Teamwork makes the projects go faster and generates many good memories!
This modern quilt was dropped off at my door by Leslie, the owner of Reichart’s quilt store in St. Jacobs. I expect it was a shop sample. I do not know if it was made by Leslie or by one of her staff. Leslie asked if this quilt could be finished and donated to Women in Crisis. I was happy to oblige her, as Women in Crisis is one of the groups our guild is supporting this year. (Thanks, Leslie!) I do not know the name of the pattern. I saw a quilt of the same design hanging at the Mount Forest quilt show yesterday, so I suspect it is a commercial pattern, but have no idea who designed it. Anyone know?
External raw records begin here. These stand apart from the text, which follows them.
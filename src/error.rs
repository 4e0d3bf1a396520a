// ABOUTME: Application-wide error types for vnctunnel.
// ABOUTME: Uses thiserror for ergonomic error handling.

use std::path::PathBuf;
use thiserror::Error;

#[derive(Debug, Error)]
pub enum Error {
    #[error("file already exists: {0}")]
    AlreadyExists(PathBuf),

    #[error("connection profile not found in {0}")]
    ConfigNotFound(PathBuf),

    #[error("missing required environment variable: {0}")]
    MissingEnvVar(String),

    #[error("invalid configuration: {0}")]
    InvalidConfig(String),

    #[error(transparent)]
    Tunnel(#[from] crate::tunnel::Error),

    #[error("SSH transport error: {0}")]
    Transport(#[from] crate::ssh::Error),

    #[error("I/O error: {0}")]
    Io(#[from] std::io::Error),

    #[error("YAML parse error: {0}")]
    Yaml(#[from] serde_yaml::Error),
}

pub type Result<T> = std::result::Result<T, Error>;
// ABOUTME: Authentication strategies run against a connected transport.
// ABOUTME: Password with keyboard-interactive fallback, or a single public-key attempt.

use super::credential::KeyPair;
use super::state::AuthMethods;
use crate::ssh::{self, AuthMethod, Challenge, Transport};

/// Responder that answers every prompt of every round with `password`.
pub fn password_responder(password: &str) -> impl Fn(&Challenge) -> Vec<String> + Send + Sync + use<> {
    let password = password.to_string();
    move |challenge: &Challenge| vec![password.clone(); challenge.prompts.len()]
}

/// Ask the transport which of the three methods the server offers `user`.
pub async fn query_auth_methods<T: Transport + ?Sized>(
    transport: &mut T,
    user: &str,
) -> ssh::Result<AuthMethods> {
    let password = transport
        .is_auth_method_available(user, AuthMethod::Password)
        .await?;
    let public_key = transport
        .is_auth_method_available(user, AuthMethod::PublicKey)
        .await?;
    let keyboard_interactive = transport
        .is_auth_method_available(user, AuthMethod::KeyboardInteractive)
        .await?;

    Ok(AuthMethods {
        password,
        keyboard_interactive,
        public_key,
    })
}

/// Password family: plain password first, then keyboard-interactive.
///
/// A transport error ends the attempt without trying the next method.
pub async fn authenticate_with_password<T: Transport + ?Sized>(
    transport: &mut T,
    user: &str,
    password: &str,
    methods: AuthMethods,
) -> bool {
    let mut authenticated = false;

    if methods.password {
        tracing::info!("Trying SSH password authentication");
        match transport.authenticate_with_password(user, password).await {
            Ok(result) => authenticated = result,
            Err(e) => {
                tracing::warn!("SSH password authentication failed: {}", e);
                return false;
            }
        }
    }

    if !authenticated && methods.keyboard_interactive {
        tracing::info!("Trying SSH keyboard-interactive authentication");
        let responder = password_responder(password);
        match transport
            .authenticate_with_keyboard_interactive(user, &responder)
            .await
        {
            Ok(result) => authenticated = result,
            Err(e) => {
                tracing::warn!("SSH keyboard-interactive authentication failed: {}", e);
                return false;
            }
        }
    }

    authenticated
}

/// Public-key family: one attempt with the decrypted key pair, no fallback.
pub async fn authenticate_with_public_key<T: Transport + ?Sized>(
    transport: &mut T,
    user: &str,
    key_pair: KeyPair,
) -> bool {
    tracing::info!("Trying SSH pubkey authentication");
    match transport.authenticate_with_public_key(user, key_pair).await {
        Ok(result) => result,
        Err(e) => {
            tracing::warn!("SSH pubkey authentication failed: {}", e);
            false
        }
    }
}
// ABOUTME: Entry point for the vnctunnel CLI application.
// ABOUTME: Parses arguments and dispatches to appropriate command handlers.

mod cli;

use clap::Parser;
use cli::{Cli, Commands};
use std::env;
use std::path::Path;
use tracing_subscriber::EnvFilter;
use vnctunnel::config::{self, Profile};
use vnctunnel::error::Result;
use vnctunnel::ssh::RusshTransport;
use vnctunnel::tunnel::{ErrorKind, TunnelSession, verify_host_key};

#[tokio::main]
async fn main() {
    let cli = Cli::parse();

    // Initialize tracing subscriber based on verbose flag
    let filter = if cli.verbose {
        EnvFilter::new("debug")
    } else {
        EnvFilter::new("warn")
    };
    tracing_subscriber::fmt()
        .with_env_filter(filter)
        .with_target(true)
        .init();

    let result = run(cli).await;

    if let Err(e) = result {
        eprintln!("Error: {e}");
        std::process::exit(1);
    }
}

async fn run(cli: Cli) -> Result<()> {
    match cli.command {
        Commands::Init { host, user, force } => {
            let cwd = env::current_dir()?;
            config::init_profile(&cwd, host.as_deref(), user.as_deref(), force)
        }
        Commands::Fingerprint => {
            let profile = load_profile(cli.profile.as_deref())?;
            fingerprint(profile).await
        }
        Commands::Connect => {
            let profile = load_profile(cli.profile.as_deref())?;
            connect(profile).await
        }
    }
}

fn load_profile(path: Option<&Path>) -> Result<Profile> {
    match path {
        Some(path) => Profile::load(path),
        None => Profile::discover(&env::current_dir()?),
    }
}

/// Print the server's host key in every form a user may need to pin it.
async fn fingerprint(profile: Profile) -> Result<()> {
    let params = profile.connection_parameters()?;
    let trusted = params.trusted_host_key.clone();
    let mut session = TunnelSession::new(params, RusshTransport::new(profile.transport_config()));

    println!(
        "  → Connecting to {}:{}...",
        profile.ssh.host, profile.ssh.port
    );
    let host_key = session.inspect_host_key().await?;

    println!("Key type:    {}", host_key.algorithm());
    println!("Fingerprint: {}", host_key.hex_fingerprint());
    println!("             {}", host_key.sha256_fingerprint());
    println!("host_key:    {}", host_key.encoded());

    if verify_host_key(&trusted, &host_key) {
        println!("  ✓ Matches the trusted host key in the profile");
    } else {
        println!("  ! Not trusted yet; copy host_key into the profile to pin it");
    }

    Ok(())
}

/// Establish the tunnel and hold it open until Ctrl-C.
async fn connect(profile: Profile) -> Result<()> {
    let params = profile.connection_parameters()?;
    let transport = RusshTransport::new(profile.transport_config());
    let mut session =
        TunnelSession::new(params, transport).max_port_attempts(profile.tunnel.max_port_attempts);

    println!(
        "  → Connecting to {}:{}...",
        profile.ssh.host, profile.ssh.port
    );

    let port = match session.establish().await {
        Ok(port) => port,
        Err(e) => {
            if e.kind() == ErrorKind::Security {
                if let Some(signature) = session.host_key_signature() {
                    eprintln!("  Server presented host key {}", signature);
                }
            }
            return Err(e.into());
        }
    };

    println!(
        "  ✓ Forwarding {}:{} -> {}:{} (press Ctrl-C to stop)",
        profile.tunnel.bind_address, port, profile.target.host, profile.target.port
    );

    tokio::signal::ctrl_c().await?;

    println!("  → Closing tunnel...");
    session.terminate().await?;
    Ok(())
}
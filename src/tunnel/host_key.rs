// ABOUTME: Server host key record, trusted-value verification, and fingerprints.
// ABOUTME: Verification accepts either the base64 form or the raw byte form of the key.

use base64::Engine;
use base64::engine::general_purpose::{STANDARD as BASE64, STANDARD_NO_PAD as BASE64_NO_PAD};
use md5::Md5;
use sha2::{Digest, Sha256};
use std::fmt;

/// Host key negotiated during the handshake.
#[derive(Clone, PartialEq, Eq)]
pub struct HostKey {
    algorithm: String,
    bytes: Vec<u8>,
}

impl HostKey {
    pub fn new(algorithm: impl Into<String>, bytes: impl Into<Vec<u8>>) -> Self {
        Self {
            algorithm: algorithm.into(),
            bytes: bytes.into(),
        }
    }

    /// Algorithm name, e.g. `ssh-ed25519`.
    pub fn algorithm(&self) -> &str {
        &self.algorithm
    }

    /// Raw public key blob as sent by the server.
    pub fn as_bytes(&self) -> &[u8] {
        &self.bytes
    }

    /// Portable text form used for storage and comparison (standard base64).
    pub fn encoded(&self) -> String {
        BASE64.encode(&self.bytes)
    }

    /// Colon-separated hex MD5 digest of the key blob.
    pub fn hex_fingerprint(&self) -> String {
        let digest = Md5::digest(&self.bytes);
        digest
            .iter()
            .map(|b| format!("{:02x}", b))
            .collect::<Vec<_>>()
            .join(":")
    }

    /// OpenSSH style `SHA256:` fingerprint.
    pub fn sha256_fingerprint(&self) -> String {
        format!("SHA256:{}", BASE64_NO_PAD.encode(Sha256::digest(&self.bytes)))
    }

    /// Fingerprint for display and approval prompts, keyed by algorithm.
    pub fn signature(&self) -> String {
        format!("{} {}", self.algorithm, self.hex_fingerprint())
    }
}

impl fmt::Debug for HostKey {
    fn fmt(&self, f: &mut fmt::Formatter<'_>) -> fmt::Result {
        f.debug_struct("HostKey")
            .field("algorithm", &self.algorithm)
            .field("fingerprint", &self.sha256_fingerprint())
            .finish()
    }
}

/// Check a previously trusted value against the negotiated host key.
///
/// Older clients stored the key either base64 encoded or as the raw blob, so
/// both comparisons are kept. On the base64 side, CR and LF are dropped
/// before comparing: some clients stored the value wrapped at 76 columns.
/// Any other character, spaces included, must match exactly.
pub fn verify_host_key(trusted: &str, host_key: &HostKey) -> bool {
    let encoded = host_key.encoded();

    let trusted_compact: String = trusted
        .chars()
        .filter(|c| !matches!(c, '\r' | '\n'))
        .collect();
    if !trusted_compact.is_empty() && trusted_compact == encoded {
        return true;
    }

    match BASE64.decode(encoded.as_bytes()) {
        Ok(raw) => trusted.as_bytes() == raw.as_slice(),
        Err(_) => false,
    }
}
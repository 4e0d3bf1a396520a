// ABOUTME: Profile scaffolding for new connections.
// ABOUTME: Creates vnctunnel.yml template files.

use std::path::Path;

use crate::error::{Error, Result};

use super::{PROFILE_FILENAME, Profile};

pub fn init_profile(
    dir: &Path,
    host: Option<&str>,
    user: Option<&str>,
    force: bool,
) -> Result<()> {
    let profile_path = dir.join(PROFILE_FILENAME);

    if profile_path.exists() && !force {
        return Err(Error::AlreadyExists(profile_path));
    }

    let mut profile = Profile::template();

    if let Some(h) = host {
        if h.trim().is_empty() {
            return Err(Error::InvalidConfig("host cannot be empty".to_string()));
        }
        profile.ssh.host = h.to_string();
    }

    if let Some(u) = user {
        if u.trim().is_empty() {
            return Err(Error::InvalidConfig("user cannot be empty".to_string()));
        }
        profile.ssh.user = u.to_string();
    }

    let yaml = generate_template_yaml(&profile);
    std::fs::write(&profile_path, yaml)?;

    Ok(())
}

fn generate_template_yaml(profile: &Profile) -> String {
    format!(
        r#"ssh:
  host: {}
  port: {}
  user: {}
  password:
    env: VNCTUNNEL_SSH_PASSWORD
  # Trusted host key (base64). Run `vnctunnel fingerprint` to obtain it.
  host_key: ""
  # Key-pair authentication instead of password
  # use_public_key: true
  # private_key_file: /home/vnc/.ssh/id_ed25519
  # passphrase:
  #   env: VNCTUNNEL_SSH_PASSPHRASE
target:
  host: {}
  port: {}
tunnel:
  bind_address: {}
  max_port_attempts: {}
  # inactivity_timeout: 5m
"#,
        profile.ssh.host,
        profile.ssh.port,
        profile.ssh.user,
        profile.target.host,
        profile.target.port,
        profile.tunnel.bind_address,
        profile.tunnel.max_port_attempts,
    )
}
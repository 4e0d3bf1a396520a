// ABOUTME: Test support utilities.
// ABOUTME: Provides tracing setup, a scripted in-memory transport, and an in-process SSH server.

use std::sync::Once;

// Each test binary only uses some of these modules, so allow dead_code.
#[allow(dead_code)]
pub mod mock_transport;
#[allow(dead_code)]
pub mod ssh_server;

static TRACING_INIT: Once = Once::new();

/// Initialize tracing for tests. Safe to call multiple times.
#[allow(dead_code)]
pub fn init_tracing() {
    TRACING_INIT.call_once(|| {
        use tracing_subscriber::EnvFilter;
        let filter = EnvFilter::from_default_env()
            .add_directive("vnctunnel=debug".parse().unwrap());
        tracing_subscriber::fmt()
            .with_env_filter(filter)
            .with_test_writer()
            .try_init()
            .ok();
    });
}

/// Contents of a key fixture under tests/fixtures.
#[allow(dead_code)]
pub fn fixture(name: &str) -> String {
    let path = std::path::Path::new(env!("CARGO_MANIFEST_DIR"))
        .join("tests")
        .join("fixtures")
        .join(name);
    std::fs::read_to_string(&path).unwrap_or_else(|e| panic!("missing fixture {:?}: {}", path, e))
}
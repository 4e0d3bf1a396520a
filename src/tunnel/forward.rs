// ABOUTME: Local port selection for the tunnel's forwarding listener.
// ABOUTME: Tries ports linearly from a preferred start within a fixed attempt budget.

use crate::ssh::Transport;

/// Attempts made before giving up on finding a free local port.
pub const DEFAULT_PORT_ATTEMPTS: u32 = 1000;

/// Bind a forwarder on the first free port at or after `start`.
///
/// Every failed bind counts as one attempt and moves on to the next port.
/// Candidates past the top of the port range count as failed attempts; there
/// is no wraparound. Returns `None` once `max_attempts` are used up.
pub async fn allocate_port_forward<T: Transport + ?Sized>(
    transport: &mut T,
    start: u16,
    remote_host: &str,
    remote_port: u16,
    max_attempts: u32,
) -> Option<u16> {
    for attempt in 0..max_attempts {
        let candidate = u32::from(start)
            .checked_add(attempt)
            .and_then(|port| u16::try_from(port).ok());
        let Some(port) = candidate else {
            tracing::debug!("Local port candidate out of range after {} attempts", attempt);
            continue;
        };

        match transport
            .create_local_port_forwarder(port, remote_host, remote_port)
            .await
        {
            Ok(()) => return Some(port),
            Err(e) => tracing::debug!("Local port {} unavailable: {}", port, e),
        }
    }

    None
}
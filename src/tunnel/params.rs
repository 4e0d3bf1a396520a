// ABOUTME: Immutable connection parameters for one tunnel.
// ABOUTME: Built from a stored profile; empty strings mean "not set" for secrets.

use std::fmt;

/// Which authentication family the profile asks for.
#[derive(Debug, Clone, Copy, PartialEq, Eq)]
pub enum AuthMode {
    /// Password, falling back to keyboard-interactive.
    Password,
    /// Stored private key.
    PublicKey,
}

/// Everything needed to establish a tunnel.
#[derive(Clone)]
pub struct ConnectionParameters {
    pub ssh_host: String,
    pub ssh_port: u16,
    pub user: String,
    pub password: String,
    pub passphrase: String,
    /// Previously trusted host key, base64 or raw.
    pub trusted_host_key: String,
    pub target_host: String,
    pub target_port: u16,
    pub use_public_key: bool,
    /// Private key text, possibly encrypted, possibly empty.
    pub private_key: String,
    /// First local port to try. Defaults to the target port.
    pub local_port: Option<u16>,
}

impl ConnectionParameters {
    pub fn new(
        ssh_host: impl Into<String>,
        user: impl Into<String>,
        target_host: impl Into<String>,
        target_port: u16,
    ) -> Self {
        Self {
            ssh_host: ssh_host.into(),
            ssh_port: 22,
            user: user.into(),
            password: String::new(),
            passphrase: String::new(),
            trusted_host_key: String::new(),
            target_host: target_host.into(),
            target_port,
            use_public_key: false,
            private_key: String::new(),
            local_port: None,
        }
    }

    pub fn ssh_port(mut self, port: u16) -> Self {
        self.ssh_port = port;
        self
    }

    pub fn password(mut self, password: impl Into<String>) -> Self {
        self.password = password.into();
        self
    }

    pub fn trusted_host_key(mut self, host_key: impl Into<String>) -> Self {
        self.trusted_host_key = host_key.into();
        self
    }

    /// Switch to public-key authentication with the given key text.
    pub fn private_key(mut self, key: impl Into<String>, passphrase: impl Into<String>) -> Self {
        self.use_public_key = true;
        self.private_key = key.into();
        self.passphrase = passphrase.into();
        self
    }

    pub fn local_port(mut self, port: u16) -> Self {
        self.local_port = Some(port);
        self
    }

    pub fn auth_mode(&self) -> AuthMode {
        if self.use_public_key {
            AuthMode::PublicKey
        } else {
            AuthMode::Password
        }
    }

    /// Where the local port search starts.
    pub fn preferred_local_port(&self) -> u16 {
        self.local_port.unwrap_or(self.target_port)
    }
}

impl fmt::Debug for ConnectionParameters {
    fn fmt(&self, f: &mut fmt::Formatter<'_>) -> fmt::Result {
        f.debug_struct("ConnectionParameters")
            .field("ssh_host", &self.ssh_host)
            .field("ssh_port", &self.ssh_port)
            .field("user", &self.user)
            .field("target_host", &self.target_host)
            .field("target_port", &self.target_port)
            .field("auth_mode", &self.auth_mode())
            .field("local_port", &self.local_port)
            .finish_non_exhaustive()
    }
}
I quilted it with a simple basket weave pattern I created to support the modern feel of this design. The thread is a cream cotton wrapped poly on top and a cream Bottom Line in the bobbin. The backing is a gold/rust flower print that guild member Carol brought to me a few months ago. Carol was downsizing and found this print that came from her mothers stash in the 50’s. The fabric was 36″ wide, so you know it has been a long time since that was in the stores! The high quality cotton print was perfect for this quilt! (Thanks, Carol!)
The quilt has now been dropped off to guild member Kay, who will add the coordinating blue print binding and guild label before Wednesday when she will bring it to the guild meeting to be donated to Women in Crisis. (Thanks, Kay!) It is great to have a team of committed women who all do a small part to accomplish big things.
This baby-sized quilt was made from some bow tie blocks that came to me in a scrap bag. Some of the bow ties were made up already by hand sewing and others were still in pieces. Using my sewing machine, I assembled the pieces to make enough blocks for this little quilt. The blocks are not all exactly the same, but they still look alright. I then added the two borders in coordinating colours.
I quilted it on the long arm using Bottom Line in the Bobbin and a light blue So Fine thread on top. I quilted it in a custom fashion – a block design in each block and separate designs in each border. I did not stabilize the quilt around each block and border before quilting. I can definitely tell by the finished result that stabilization would have produced a better looking quilt. That is a good lesson for me. I will stabilize anything that I custom quilt. Without stabilization – stitch in the ditch around each block and border – it is difficult to keep the quilt true and square.
Even though this does not meet my personal standards of acceptable quilting, I am sure that someone will love it anyway. This will be a donation quilt to a deserving charity.
This table topper, made of luscious gold print Kaufman fabrics was fun to quilt. I used Nancy Haacke’s Snowflake Simple pantograph using a tan colored So Fine and a Cream colored Bottom Line. It quilted up nicely! The snowflakes in the design coordinate with the snowflakes in the fabric print.
I used my new machine binding technique. This time, I applied the binding to the back, folded over to the front and stitched using MonoPoly on top with a blanket stitch (narrow width, long length). My Bernina balked at sewing with MonoPoly on top. After five tries, rethreading, cleaning, changing needle and anything else I could think of, I finally gave up. I put MonoPoly in the bobbin and used a light tan Bottom Line on top. It sewed like a dream. The Bottom Line is so fine, it basically fades into the fabric. I was again quite pleased with the result. Now that my machine binding turns out better, I am going to make it my go-to binding method. Definitely is a lot faster to do it this way!
This table topper will be a donation quilt. Hopefully it can benefit a charity.